Deixando as alegorias de lado, quando "Pantera Negra" teve seu primeiro trailer divulgado, houve muita reclamação "na internet" de que o filme tinha "negros demais" - malucos sambando mal existem em qualquer época. Apesar da acusação óbvia de racismo, acabou sendo o primeiro filme de grande orçamento com elenco majoritariamente negro a ultrapassar a barreira de 1 bilhão de dólares globalmente - um feito que não poderia ser ignorado de forma alguma. Afinal, o mundo já está de olho no chamado "black money" há algum tempo e não seria a Marvel Studios que deixaria de coletar seu quinhão gerando um produto próprio voltado a uma fatia considerável (e expressiva) do público, não é mesmo? Tudo graças a um ator que abraçou a personagem como se a vida dependesse disso, um roteiro legitimamente antenado com os novos tempos e, como disse a crítica desse que vos escreve, gerando "o mais necessário filme de super-heróis de todos os tempos". E, mais de quatro anos depois, voltamos lá, e de volta, outra vez, ao reino de Wakanda para vivenciar novas aventuras, mas com algumas reflexões a se considerar.

Na trama, a rainha Ramonda (Angela Bassett), Shuri (Letitia Wright), M'Baku (Winston Duke), Okoye (Danai Gurira) e o exército das Dora Milaje lutam para proteger sua nação das potências mundiais que intervêm após a morte do rei T’Challa (Chadwick Boseman). Porém, um incidente coloca o povo de Wakanda na direção oposta do belicoso rei K'uk'ulkan, mais conhecido como... Namor (Tenoch Huerta).

O roteiro novamente escrito pela dupla Ryan CooglerJoe Robert Cole, ainda prima pelo tom de tragédias épicas, com ares quase shakespearianos, como no primeiro filme, mas abrindo a experiência ainda mais para os tempos mais atuais. Até porque, se o mundo passou dois anos de luto por conta da pandemia, pela perda de parentes, amigos e entes queridos, como trazer essa "vibe" para o universo da Casa das Ideias no cinema sem excesso de piadinhas e gracejos mil, mas levando muito a sério esse peso? A resposta veio justamente de a vida imitar a arte e, assim como o ator Chadwick Boseman faleceu em 2020, o rei T’Challa também não sobrevive aos primeiros minutos do novo filme.

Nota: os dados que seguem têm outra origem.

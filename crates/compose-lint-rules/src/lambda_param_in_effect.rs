//! Rule catching lambda parameters captured by restartable effects.
//!
//! # Rationale
//!
//! `LaunchedEffect(Unit) { onTimeout() }` captures the `onTimeout` passed
//! on the first composition and keeps calling it after the caller has
//! passed a new one. Either key the effect on the lambda so it restarts,
//! or read it through `rememberUpdatedState`.
//!
//! # Configuration
//!
//! - `treatAsLambda`: extra type names to treat as lambdas
//!
//! # Suppression
//!
//! - `@Suppress("LambdaParamInEffect")` on the function or file
//! - `// compose-lint: allow(lambda-param-in-effect)` comment

use compose_lint_core::kotlin::{calls_in, chain_root, is_shadowed, Call, Function, LambdaTypes};
use compose_lint_core::syntax::{kinds, Node};
use compose_lint_core::{ConfigResolver, Emitter, Rule};

use crate::support::{owning_function, references};

/// Rule code for lambda-param-in-effect.
pub const CODE: &str = "CL008";

/// Rule name for lambda-param-in-effect.
pub const NAME: &str = "lambda-param-in-effect";

const RESTARTABLE_EFFECTS: &[&str] = &["LaunchedEffect", "DisposableEffect", "produceState"];

const MESSAGE: &str = "Lambda parameters in a @Composable that are referenced directly inside of restarting effects \
can cause issues or unpredictable behavior. If restarting the effect is ok, add this parameter as a key of the effect \
so a new effect is created when it changes. Otherwise, use `rememberUpdatedState` on the parameter and use its \
result in the effect.";

/// Flags lambda parameters used inside effects that are not keyed on them.
#[derive(Debug, Clone, Copy, Default)]
pub struct LambdaParamInEffect;

impl LambdaParamInEffect {
    /// Creates the rule.
    #[must_use]
    pub fn new() -> Self {
        Self
    }
}

fn is_key(effect: &Call<'_>, name: &str) -> bool {
    effect
        .arguments()
        .iter()
        .filter_map(|argument| argument.expression())
        .filter(|expression| expression.kind() != kinds::LAMBDA_LITERAL)
        .map(chain_root)
        .any(|root| root.kind() == kinds::IDENTIFIER && root.original_text() == name)
}

impl Rule for LambdaParamInEffect {
    fn name(&self) -> &'static str {
        NAME
    }

    fn code(&self) -> &'static str {
        CODE
    }

    fn description(&self) -> &'static str {
        "Lambda parameters used in effects are keys or go through `rememberUpdatedState`"
    }

    fn visit_composable(&self, function: Function<'_>, emitter: &mut dyn Emitter, config: &ConfigResolver<'_>) {
        let Some(body) = function.body() else {
            return;
        };
        let lambda_types = LambdaTypes::from_config(function.node().tree().root(), config);
        let lambdas: Vec<&str> = function
            .parameters()
            .iter()
            .filter(|p| {
                p.type_node()
                    .is_some_and(|ty| lambda_types.is_lambda(ty) && !lambda_types.is_composable_lambda(ty))
            })
            .filter_map(|p| p.name())
            .collect();
        if lambdas.is_empty() {
            return;
        }

        let effects = calls_in(body).filter(|call| {
            call.name().is_some_and(|name| RESTARTABLE_EFFECTS.contains(&name))
                && owning_function(call.node()) == Some(function.node())
        });
        for effect in effects {
            for name in &lambdas {
                if is_key(&effect, name) {
                    continue;
                }
                let captured: Option<Node<'_>> = effect
                    .lambda_arguments()
                    .into_iter()
                    .flat_map(|lambda| references(lambda, name))
                    .find(|reference| !is_shadowed(*reference, name, function.node()));
                if let Some(reference) = captured {
                    emitter.report(reference, MESSAGE, false);
                }
            }
        }
    }
}
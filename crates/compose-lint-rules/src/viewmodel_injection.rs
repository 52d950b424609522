//! Rule requiring ViewModels to be acquired as default parameters.
//!
//! # Rationale
//!
//! `val vm = hiltViewModel<HomeViewModel>()` inside a composable body hides
//! a dependency. Callers, previews and tests cannot substitute it. As a
//! default parameter (`viewModel: HomeViewModel = hiltViewModel()`) the
//! composable behaves the same but the dependency is visible and
//! replaceable.
//!
//! The rule fixes what it reports when the ViewModel type is spelled out,
//! either on the property or as a type argument of the factory call. The
//! parameter goes last, or just before a trailing lambda.
//!
//! # Configuration
//!
//! - `viewModelFactories`: extra factory functions, on top of the `viewModel`,
//!   Hilt, Koin, Mavericks, Weaver and Tangle factories
//!
//! # Suppression
//!
//! - `@Suppress("ViewModelInjection")` on the function or file
//! - `// compose-lint: allow(viewmodel-injection)` comment

use std::collections::HashSet;

use compose_lint_core::kotlin::{Call, Function, Property};
use compose_lint_core::syntax::{kinds, Node};
use compose_lint_core::{ConfigResolver, Emitter, Rule};
use tracing::debug;

use crate::support::owning_function;

/// Rule code for viewmodel-injection.
pub const CODE: &str = "CL027";

/// Rule name for viewmodel-injection.
pub const NAME: &str = "viewmodel-injection";

const DEFAULT_FACTORIES: &[&str] = &[
    "viewModel",
    "weaverViewModel",
    "hiltViewModel",
    "injectedViewModel",
    "mavericksViewModel",
    "mavericksActivityViewModel",
    "tangleViewModel",
    "koinViewModel",
    "koinNavViewModel",
    "activityViewModel",
];

/// Flags and fixes ViewModels acquired inside a composable body.
#[derive(Debug, Clone, Copy, Default)]
pub struct ViewModelInjection;

impl ViewModelInjection {
    /// Creates the rule.
    #[must_use]
    pub fn new() -> Self {
        Self
    }
}

/// A ViewModel acquired in the body.
struct Injection<'t> {
    property: Property<'t>,
    factory: &'t str,
    /// The parameter to declare instead, when the type is known.
    parameter: Option<String>,
}

fn type_argument<'t>(call: &Call<'t>) -> Option<Node<'t>> {
    call.callee()
        .parent()?
        .first_child_of_kind(kinds::TYPE_ARGUMENTS)?
        .first_child_of_kind(kinds::TYPE_PROJECTION)
}

fn injections<'t>(function: &Function<'t>, body: Node<'t>, factories: &HashSet<String>) -> Vec<Injection<'t>> {
    body.find_descendants(kinds::PROPERTY_DECLARATION)
        .filter(|node| owning_function(*node) == Some(function.node()))
        .filter_map(Property::from_node)
        .filter_map(|property| {
            let call = Call::from_node(property.value()?)?;
            let factory = call.name().filter(|name| factories.contains(*name))?;
            if call.receiver().is_some() {
                return None;
            }
            let parameter = property.initializer().and_then(|_| {
                let name = property.name()?;
                let ty = property.type_node().or_else(|| type_argument(&call))?;
                Some(format!("{name}: {} = {}", ty.original_text(), call.node().original_text()))
            });
            Some(Injection {
                property,
                factory,
                parameter,
            })
        })
        .collect()
}

/// Declares `added` in the parameter list of `function`.
fn add_parameters(function: &Function<'_>, added: &str) {
    let Some(list) = function.parameter_list() else {
        return;
    };
    let parameters = function.parameters();
    match parameters.last() {
        None => list.replace_text(format!("({added})")),
        Some(last) if last.is_function_typed() => {
            let node = last.node();
            node.replace_text(format!("{added}, {}", node.text()));
        }
        Some(last) => {
            let anchor = last.default_value().unwrap_or_else(|| last.node());
            anchor.replace_text(format!("{}, {added}", anchor.text()));
        }
    }
}

impl Rule for ViewModelInjection {
    fn name(&self) -> &'static str {
        NAME
    }

    fn code(&self) -> &'static str {
        CODE
    }

    fn description(&self) -> &'static str {
        "ViewModels are acquired as default parameters"
    }

    fn visit_composable(&self, function: Function<'_>, emitter: &mut dyn Emitter, config: &ConfigResolver<'_>) {
        let Some(body) = function.body() else {
            return;
        };
        let mut factories = config.get_set("viewModelFactories", &[]);
        factories.extend(DEFAULT_FACTORIES.iter().map(|f| (*f).to_owned()));

        let mut added = Vec::new();
        for injection in injections(&function, body, &factories) {
            let message = format!(
                "Implicit dependencies of composables should be made explicit. Acquire the ViewModel from \
                 `{}` as a default parameter of the composable instead of in its body.",
                injection.factory
            );
            let decision = emitter.report(injection.property.node(), &message, injection.parameter.is_some());
            if let (true, Some(parameter)) = (decision.should_fix(), injection.parameter) {
                injection.property.node().replace_text("");
                added.push(parameter);
            }
        }
        if !added.is_empty() {
            debug!(function = function.name().unwrap_or_default(), count = added.len(), "Hoisting ViewModels");
            add_parameters(&function, &added.join(", "));
        }
    }
}

#[cfg(test)]
mod tests {
    use super::*;
    use crate::testing::{check_code, check_code_with, fix_code, lines};

    #[test]
    fn test_detects_injected_view_models() {
        let violations = check_code(
            ViewModelInjection::new(),
            r"
@Composable
fun Home(title: String) {
    val home = viewModel<HomeViewModel>()
    val profile: ProfileViewModel = hiltViewModel()
    val settings by custom.koinViewModel()
    val unknown = hiltViewModel()
    Text(title)
}

class Screen {
    fun build() {
        val vm = viewModel<HomeViewModel>()
    }
}
",
        );
        assert_eq!(lines(&violations), vec![4, 5, 7]);
        assert!(violations[0].can_auto_correct);
        assert!(!violations[2].can_auto_correct);
    }

    #[test]
    fn test_custom_factories() {
        let violations = check_code_with(
            ViewModelInjection::new(),
            "@Composable\nfun Home() {\n    val vm = appViewModel<HomeViewModel>()\n}\n",
            "viewModelFactories = [\"appViewModel\"]",
        );
        assert_eq!(lines(&violations), vec![3]);
    }

    #[test]
    fn test_fix_hoists_into_parameters() {
        let (fixed, remaining) = fix_code(
            ViewModelInjection::new(),
            r"
@Composable
fun Home(title: String, onBack: () -> Unit) {
    val home = viewModel<HomeViewModel>()
    val profile: ProfileViewModel = hiltViewModel()
    Text(title)
}

@Composable
fun Settings() {
    val vm = viewModel<SettingsViewModel>()
}
",
        );
        assert!(remaining.is_empty());
        assert!(fixed.contains(
            "fun Home(title: String, home: HomeViewModel = viewModel<HomeViewModel>(), \
             profile: ProfileViewModel = hiltViewModel(), onBack: () -> Unit) {"
        ));
        assert!(fixed.contains("fun Settings(vm: SettingsViewModel = viewModel<SettingsViewModel>()) {"));
        assert!(!fixed.contains("val home"));
    }
}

E, diferente do que se tem falado por aí, a abordagem desse tópico não deixou o filme "arrastado" pois temos um bom equilíbrio entre cenas de ação necessárias à trama e dramaticidade, assim como feito anteriormente. Os espectadores marvetes que começaram a assistir filmes de super-heróis em 2008 tem que entender que os tempos mudaram quase 15 anos depois, junto com as pessoas - e a "fórmula Marvel" já não é tão bem-vinda assim nem mesmo por quem veste a camiseta vermelha e branca do estúdio pertencente ao rato mais poderoso do mundo. Vale ressaltar que é bem estranho ver grande parte da crítica brasileira desdenhando de um filme com temas tão sérios - como o já mencionado processo do luto, separatismo, colonialismo, ditadura e o aprendizado pós luto que se mescla perfeitamente à manjada jornada do herói, porém sobre um novo ponto de vista - de forma tão jocosa e deprimente (o que faz valer ainda mais o rumor de que, antes da Fase 4, havia-se abono pecuniário para celebrar determinados produtos medíocres do MCU a fim de não afetar o resultado nas bilheterias - ou é só a "boa" e velha gente burra, com muitos seguidores, escrevendo idiotice pra variar...).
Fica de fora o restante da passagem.